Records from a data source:
- - - - - - -

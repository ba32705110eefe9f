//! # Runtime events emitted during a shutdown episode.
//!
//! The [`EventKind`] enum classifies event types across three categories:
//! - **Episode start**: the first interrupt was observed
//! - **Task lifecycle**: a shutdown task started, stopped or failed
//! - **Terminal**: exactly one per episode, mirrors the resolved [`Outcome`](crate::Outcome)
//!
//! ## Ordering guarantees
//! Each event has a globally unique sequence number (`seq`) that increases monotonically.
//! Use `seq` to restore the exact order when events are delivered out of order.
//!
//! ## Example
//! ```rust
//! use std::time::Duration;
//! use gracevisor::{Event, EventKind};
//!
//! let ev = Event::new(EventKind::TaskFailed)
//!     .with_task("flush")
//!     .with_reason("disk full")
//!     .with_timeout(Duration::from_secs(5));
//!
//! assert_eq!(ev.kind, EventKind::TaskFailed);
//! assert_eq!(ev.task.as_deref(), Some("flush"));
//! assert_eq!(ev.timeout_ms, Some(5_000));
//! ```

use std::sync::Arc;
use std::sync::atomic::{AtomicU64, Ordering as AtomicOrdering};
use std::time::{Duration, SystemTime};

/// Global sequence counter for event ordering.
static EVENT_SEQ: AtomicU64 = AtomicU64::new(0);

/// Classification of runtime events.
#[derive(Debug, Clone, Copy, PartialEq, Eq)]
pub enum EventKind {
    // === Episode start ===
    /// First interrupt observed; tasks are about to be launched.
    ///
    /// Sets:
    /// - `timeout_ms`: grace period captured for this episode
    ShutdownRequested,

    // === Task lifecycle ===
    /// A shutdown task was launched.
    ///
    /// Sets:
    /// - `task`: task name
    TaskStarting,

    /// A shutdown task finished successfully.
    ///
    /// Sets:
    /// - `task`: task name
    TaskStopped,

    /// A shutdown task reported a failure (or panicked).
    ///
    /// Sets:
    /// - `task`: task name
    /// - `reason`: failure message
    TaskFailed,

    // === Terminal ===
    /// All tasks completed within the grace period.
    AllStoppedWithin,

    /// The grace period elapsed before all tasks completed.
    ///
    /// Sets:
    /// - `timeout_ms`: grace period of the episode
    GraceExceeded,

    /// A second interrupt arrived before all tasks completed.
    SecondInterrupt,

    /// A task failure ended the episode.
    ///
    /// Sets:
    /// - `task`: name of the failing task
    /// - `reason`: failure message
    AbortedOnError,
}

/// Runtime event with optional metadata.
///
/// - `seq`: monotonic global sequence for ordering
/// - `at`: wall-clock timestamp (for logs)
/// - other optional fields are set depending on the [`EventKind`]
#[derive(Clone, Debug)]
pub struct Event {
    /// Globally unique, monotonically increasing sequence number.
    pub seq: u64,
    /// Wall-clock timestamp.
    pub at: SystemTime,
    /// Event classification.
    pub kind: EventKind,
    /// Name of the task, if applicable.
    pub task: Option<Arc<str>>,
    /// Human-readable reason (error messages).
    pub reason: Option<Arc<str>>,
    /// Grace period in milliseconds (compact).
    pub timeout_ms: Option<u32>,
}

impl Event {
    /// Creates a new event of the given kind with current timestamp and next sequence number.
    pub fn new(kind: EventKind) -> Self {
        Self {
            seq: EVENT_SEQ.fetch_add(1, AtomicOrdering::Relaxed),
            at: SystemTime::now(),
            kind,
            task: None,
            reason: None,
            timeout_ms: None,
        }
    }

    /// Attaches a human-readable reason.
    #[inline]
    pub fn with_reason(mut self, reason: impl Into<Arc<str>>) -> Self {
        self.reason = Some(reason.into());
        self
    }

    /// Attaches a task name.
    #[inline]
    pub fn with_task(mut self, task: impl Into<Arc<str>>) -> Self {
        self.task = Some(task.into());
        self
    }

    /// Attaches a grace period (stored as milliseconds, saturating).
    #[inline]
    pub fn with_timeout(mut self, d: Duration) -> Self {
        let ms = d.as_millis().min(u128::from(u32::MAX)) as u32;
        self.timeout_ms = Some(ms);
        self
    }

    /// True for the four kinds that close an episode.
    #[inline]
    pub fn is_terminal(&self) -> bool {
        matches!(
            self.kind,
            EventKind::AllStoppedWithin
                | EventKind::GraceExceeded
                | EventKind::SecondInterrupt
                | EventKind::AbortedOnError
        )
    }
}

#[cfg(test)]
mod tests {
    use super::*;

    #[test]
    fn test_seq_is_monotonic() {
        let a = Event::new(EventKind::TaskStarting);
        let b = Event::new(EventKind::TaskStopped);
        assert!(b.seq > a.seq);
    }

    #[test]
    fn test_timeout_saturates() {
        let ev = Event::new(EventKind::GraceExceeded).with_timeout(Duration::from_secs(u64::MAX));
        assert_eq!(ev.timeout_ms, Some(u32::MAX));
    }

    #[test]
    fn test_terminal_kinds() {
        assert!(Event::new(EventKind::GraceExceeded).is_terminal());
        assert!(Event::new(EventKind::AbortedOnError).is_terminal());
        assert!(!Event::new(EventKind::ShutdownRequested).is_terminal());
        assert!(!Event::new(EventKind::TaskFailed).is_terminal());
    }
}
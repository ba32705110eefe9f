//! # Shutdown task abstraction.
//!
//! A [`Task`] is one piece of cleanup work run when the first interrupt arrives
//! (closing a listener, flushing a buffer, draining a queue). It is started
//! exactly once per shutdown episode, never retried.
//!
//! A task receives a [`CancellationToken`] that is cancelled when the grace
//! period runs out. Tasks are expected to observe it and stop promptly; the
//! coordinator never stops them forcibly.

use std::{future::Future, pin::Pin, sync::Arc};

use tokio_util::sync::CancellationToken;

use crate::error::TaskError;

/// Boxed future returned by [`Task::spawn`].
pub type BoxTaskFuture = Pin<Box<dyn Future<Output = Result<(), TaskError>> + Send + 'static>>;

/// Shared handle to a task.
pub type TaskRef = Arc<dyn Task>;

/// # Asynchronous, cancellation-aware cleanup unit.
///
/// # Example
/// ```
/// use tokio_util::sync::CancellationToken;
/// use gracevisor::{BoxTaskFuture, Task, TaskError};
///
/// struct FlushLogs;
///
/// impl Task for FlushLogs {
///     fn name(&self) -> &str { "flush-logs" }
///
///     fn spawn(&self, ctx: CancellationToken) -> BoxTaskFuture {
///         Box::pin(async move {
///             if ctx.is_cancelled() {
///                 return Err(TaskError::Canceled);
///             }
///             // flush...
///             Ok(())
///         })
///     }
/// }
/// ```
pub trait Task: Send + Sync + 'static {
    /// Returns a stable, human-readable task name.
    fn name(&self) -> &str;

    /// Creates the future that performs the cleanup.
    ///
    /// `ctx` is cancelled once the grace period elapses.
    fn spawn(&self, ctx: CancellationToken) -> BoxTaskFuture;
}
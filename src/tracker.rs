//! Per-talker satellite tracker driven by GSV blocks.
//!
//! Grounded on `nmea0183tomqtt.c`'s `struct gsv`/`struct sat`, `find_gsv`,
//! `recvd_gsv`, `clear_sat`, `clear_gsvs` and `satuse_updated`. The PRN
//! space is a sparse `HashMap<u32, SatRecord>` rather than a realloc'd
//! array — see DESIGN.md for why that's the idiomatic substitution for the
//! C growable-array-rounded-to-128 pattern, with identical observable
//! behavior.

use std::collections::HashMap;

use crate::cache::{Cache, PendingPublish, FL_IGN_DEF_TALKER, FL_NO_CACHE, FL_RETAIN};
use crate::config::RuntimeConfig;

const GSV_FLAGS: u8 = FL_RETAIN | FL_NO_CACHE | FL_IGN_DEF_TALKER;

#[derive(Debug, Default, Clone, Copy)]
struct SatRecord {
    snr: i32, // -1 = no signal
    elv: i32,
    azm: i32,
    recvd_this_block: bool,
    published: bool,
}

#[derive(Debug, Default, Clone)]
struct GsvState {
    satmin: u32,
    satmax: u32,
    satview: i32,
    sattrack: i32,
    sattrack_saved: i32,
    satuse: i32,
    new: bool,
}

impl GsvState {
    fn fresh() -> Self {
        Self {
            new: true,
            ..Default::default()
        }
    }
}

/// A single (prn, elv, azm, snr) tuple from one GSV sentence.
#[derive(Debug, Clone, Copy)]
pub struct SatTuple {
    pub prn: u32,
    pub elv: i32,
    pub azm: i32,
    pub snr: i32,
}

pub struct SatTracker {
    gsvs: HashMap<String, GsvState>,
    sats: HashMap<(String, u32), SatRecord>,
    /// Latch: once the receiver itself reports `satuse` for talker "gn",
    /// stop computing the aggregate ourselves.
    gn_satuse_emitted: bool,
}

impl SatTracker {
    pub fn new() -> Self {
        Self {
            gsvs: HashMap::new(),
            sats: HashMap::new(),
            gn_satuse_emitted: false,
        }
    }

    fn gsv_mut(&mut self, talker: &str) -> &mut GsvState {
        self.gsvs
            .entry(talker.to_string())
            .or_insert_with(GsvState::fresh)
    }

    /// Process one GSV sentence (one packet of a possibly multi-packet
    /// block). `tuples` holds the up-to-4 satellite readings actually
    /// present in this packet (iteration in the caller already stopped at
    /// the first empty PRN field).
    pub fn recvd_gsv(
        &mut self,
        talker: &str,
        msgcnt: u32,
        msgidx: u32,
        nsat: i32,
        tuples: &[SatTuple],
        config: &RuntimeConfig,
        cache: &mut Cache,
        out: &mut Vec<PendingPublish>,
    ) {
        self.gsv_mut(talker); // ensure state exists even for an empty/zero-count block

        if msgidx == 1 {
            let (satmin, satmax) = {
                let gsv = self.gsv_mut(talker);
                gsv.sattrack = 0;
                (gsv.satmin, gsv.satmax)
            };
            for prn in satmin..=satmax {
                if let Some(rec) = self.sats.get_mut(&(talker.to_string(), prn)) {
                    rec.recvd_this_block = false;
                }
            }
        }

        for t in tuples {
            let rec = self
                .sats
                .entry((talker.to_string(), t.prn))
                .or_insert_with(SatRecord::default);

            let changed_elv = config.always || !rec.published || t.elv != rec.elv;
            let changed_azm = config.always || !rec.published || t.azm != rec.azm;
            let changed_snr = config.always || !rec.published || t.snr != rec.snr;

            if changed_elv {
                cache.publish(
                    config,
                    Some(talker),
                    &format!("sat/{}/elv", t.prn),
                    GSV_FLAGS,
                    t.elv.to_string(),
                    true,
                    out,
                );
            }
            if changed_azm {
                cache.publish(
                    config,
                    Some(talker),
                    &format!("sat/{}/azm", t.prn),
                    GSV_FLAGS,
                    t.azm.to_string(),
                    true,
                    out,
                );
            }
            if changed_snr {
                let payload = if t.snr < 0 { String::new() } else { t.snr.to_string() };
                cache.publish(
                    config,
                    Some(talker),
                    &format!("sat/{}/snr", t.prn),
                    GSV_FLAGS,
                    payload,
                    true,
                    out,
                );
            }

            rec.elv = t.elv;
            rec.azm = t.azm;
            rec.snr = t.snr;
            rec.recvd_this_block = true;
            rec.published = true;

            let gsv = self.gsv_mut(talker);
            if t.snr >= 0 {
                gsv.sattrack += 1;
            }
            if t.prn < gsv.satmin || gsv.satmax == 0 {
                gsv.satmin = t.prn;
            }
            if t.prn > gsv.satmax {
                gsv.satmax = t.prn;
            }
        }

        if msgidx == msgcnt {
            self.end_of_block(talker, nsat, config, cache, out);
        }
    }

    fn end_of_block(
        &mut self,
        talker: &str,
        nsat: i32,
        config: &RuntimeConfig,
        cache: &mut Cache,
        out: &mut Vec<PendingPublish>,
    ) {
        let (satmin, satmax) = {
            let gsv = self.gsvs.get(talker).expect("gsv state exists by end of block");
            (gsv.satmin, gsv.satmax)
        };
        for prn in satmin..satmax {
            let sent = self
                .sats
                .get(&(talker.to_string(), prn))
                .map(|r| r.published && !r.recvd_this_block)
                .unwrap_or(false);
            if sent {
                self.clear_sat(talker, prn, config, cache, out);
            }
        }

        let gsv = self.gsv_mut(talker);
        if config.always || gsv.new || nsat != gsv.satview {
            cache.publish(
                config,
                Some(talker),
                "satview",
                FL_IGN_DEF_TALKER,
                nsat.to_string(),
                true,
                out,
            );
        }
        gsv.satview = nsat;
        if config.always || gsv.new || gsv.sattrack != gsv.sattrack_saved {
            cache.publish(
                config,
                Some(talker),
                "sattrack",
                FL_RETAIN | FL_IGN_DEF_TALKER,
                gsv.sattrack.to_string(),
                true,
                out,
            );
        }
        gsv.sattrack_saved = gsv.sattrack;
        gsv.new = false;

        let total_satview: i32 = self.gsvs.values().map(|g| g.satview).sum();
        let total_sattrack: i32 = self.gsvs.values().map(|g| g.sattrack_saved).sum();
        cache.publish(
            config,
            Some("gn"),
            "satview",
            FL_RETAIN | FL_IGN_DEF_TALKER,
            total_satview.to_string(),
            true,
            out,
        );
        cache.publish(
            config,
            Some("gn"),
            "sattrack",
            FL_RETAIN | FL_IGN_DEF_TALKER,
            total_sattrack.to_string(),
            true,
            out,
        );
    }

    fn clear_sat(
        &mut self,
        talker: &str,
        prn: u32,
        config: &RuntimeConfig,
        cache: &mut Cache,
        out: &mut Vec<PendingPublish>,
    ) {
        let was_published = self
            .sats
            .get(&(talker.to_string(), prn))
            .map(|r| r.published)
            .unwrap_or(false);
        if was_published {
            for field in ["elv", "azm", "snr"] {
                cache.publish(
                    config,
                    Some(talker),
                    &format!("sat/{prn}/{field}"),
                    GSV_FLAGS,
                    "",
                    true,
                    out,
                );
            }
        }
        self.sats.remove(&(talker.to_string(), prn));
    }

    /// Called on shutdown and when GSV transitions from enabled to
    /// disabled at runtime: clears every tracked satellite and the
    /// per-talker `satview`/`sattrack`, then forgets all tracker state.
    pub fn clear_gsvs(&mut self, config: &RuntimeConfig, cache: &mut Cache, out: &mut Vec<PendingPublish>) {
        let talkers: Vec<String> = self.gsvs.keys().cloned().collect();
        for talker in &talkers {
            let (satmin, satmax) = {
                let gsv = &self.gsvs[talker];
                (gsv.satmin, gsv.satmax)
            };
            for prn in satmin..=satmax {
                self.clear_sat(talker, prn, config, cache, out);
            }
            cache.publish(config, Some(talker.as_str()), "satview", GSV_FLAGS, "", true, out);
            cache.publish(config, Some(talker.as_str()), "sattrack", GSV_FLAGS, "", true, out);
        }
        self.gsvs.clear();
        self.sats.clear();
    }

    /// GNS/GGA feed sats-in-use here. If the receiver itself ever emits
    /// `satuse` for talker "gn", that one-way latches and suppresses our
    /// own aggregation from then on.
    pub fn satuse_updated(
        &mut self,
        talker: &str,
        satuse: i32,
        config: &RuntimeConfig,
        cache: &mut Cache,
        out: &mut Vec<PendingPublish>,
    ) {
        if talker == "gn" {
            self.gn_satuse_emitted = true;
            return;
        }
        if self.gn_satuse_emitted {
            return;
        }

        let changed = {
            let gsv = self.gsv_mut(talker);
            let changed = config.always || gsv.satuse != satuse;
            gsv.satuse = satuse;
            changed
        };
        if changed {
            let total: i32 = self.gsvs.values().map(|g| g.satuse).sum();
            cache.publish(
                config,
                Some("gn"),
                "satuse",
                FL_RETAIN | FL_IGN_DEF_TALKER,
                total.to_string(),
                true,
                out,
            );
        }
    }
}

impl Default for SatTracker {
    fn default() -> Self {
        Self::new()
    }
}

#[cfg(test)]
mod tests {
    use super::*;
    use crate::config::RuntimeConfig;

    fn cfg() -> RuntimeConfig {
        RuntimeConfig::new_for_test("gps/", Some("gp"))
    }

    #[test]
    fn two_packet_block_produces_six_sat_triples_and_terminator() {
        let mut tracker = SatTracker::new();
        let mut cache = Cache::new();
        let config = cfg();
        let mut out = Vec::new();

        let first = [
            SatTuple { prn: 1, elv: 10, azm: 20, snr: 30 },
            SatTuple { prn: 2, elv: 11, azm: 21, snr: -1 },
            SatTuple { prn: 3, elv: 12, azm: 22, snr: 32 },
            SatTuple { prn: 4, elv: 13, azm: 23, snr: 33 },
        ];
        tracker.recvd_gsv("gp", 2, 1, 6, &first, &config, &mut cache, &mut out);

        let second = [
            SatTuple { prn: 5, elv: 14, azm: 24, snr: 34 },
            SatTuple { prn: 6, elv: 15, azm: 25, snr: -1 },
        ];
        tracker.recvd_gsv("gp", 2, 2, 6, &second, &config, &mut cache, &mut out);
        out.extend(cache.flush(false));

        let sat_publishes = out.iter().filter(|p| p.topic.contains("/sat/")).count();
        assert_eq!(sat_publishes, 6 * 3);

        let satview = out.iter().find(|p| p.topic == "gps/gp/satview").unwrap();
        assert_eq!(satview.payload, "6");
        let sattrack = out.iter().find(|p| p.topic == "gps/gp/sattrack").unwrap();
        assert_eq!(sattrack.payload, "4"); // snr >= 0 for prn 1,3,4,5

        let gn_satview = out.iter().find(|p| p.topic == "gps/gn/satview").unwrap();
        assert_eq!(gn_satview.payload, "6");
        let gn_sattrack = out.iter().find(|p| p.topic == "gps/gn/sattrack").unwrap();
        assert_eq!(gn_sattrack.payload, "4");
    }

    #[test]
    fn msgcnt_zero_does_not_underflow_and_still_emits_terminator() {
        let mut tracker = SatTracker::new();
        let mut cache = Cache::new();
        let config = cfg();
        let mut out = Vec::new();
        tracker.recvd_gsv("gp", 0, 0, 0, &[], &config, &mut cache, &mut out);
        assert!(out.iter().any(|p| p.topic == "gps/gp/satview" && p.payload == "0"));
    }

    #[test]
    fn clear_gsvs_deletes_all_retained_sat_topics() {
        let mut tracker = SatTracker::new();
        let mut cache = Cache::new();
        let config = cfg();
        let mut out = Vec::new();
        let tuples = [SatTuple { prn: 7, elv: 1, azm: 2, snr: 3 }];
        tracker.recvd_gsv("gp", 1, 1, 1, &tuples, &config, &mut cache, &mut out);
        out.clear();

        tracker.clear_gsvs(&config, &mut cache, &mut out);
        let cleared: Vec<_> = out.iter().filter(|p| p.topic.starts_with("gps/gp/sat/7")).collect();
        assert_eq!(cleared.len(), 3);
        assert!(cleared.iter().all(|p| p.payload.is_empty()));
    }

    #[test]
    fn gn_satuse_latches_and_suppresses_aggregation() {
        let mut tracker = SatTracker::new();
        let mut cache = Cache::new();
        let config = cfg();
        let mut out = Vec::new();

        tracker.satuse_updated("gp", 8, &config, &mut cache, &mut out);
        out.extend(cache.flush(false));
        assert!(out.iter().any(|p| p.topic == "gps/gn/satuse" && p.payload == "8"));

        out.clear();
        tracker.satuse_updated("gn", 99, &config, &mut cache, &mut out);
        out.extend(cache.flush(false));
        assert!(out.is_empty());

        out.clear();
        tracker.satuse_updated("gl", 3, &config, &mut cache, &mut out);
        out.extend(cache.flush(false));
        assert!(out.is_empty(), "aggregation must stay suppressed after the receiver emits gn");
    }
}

- - - - - - -

Task item: All lines above that contain the word "FlushLogs" are to be copied.

Response:
/// struct FlushLogs;
/// impl Task for FlushLogs {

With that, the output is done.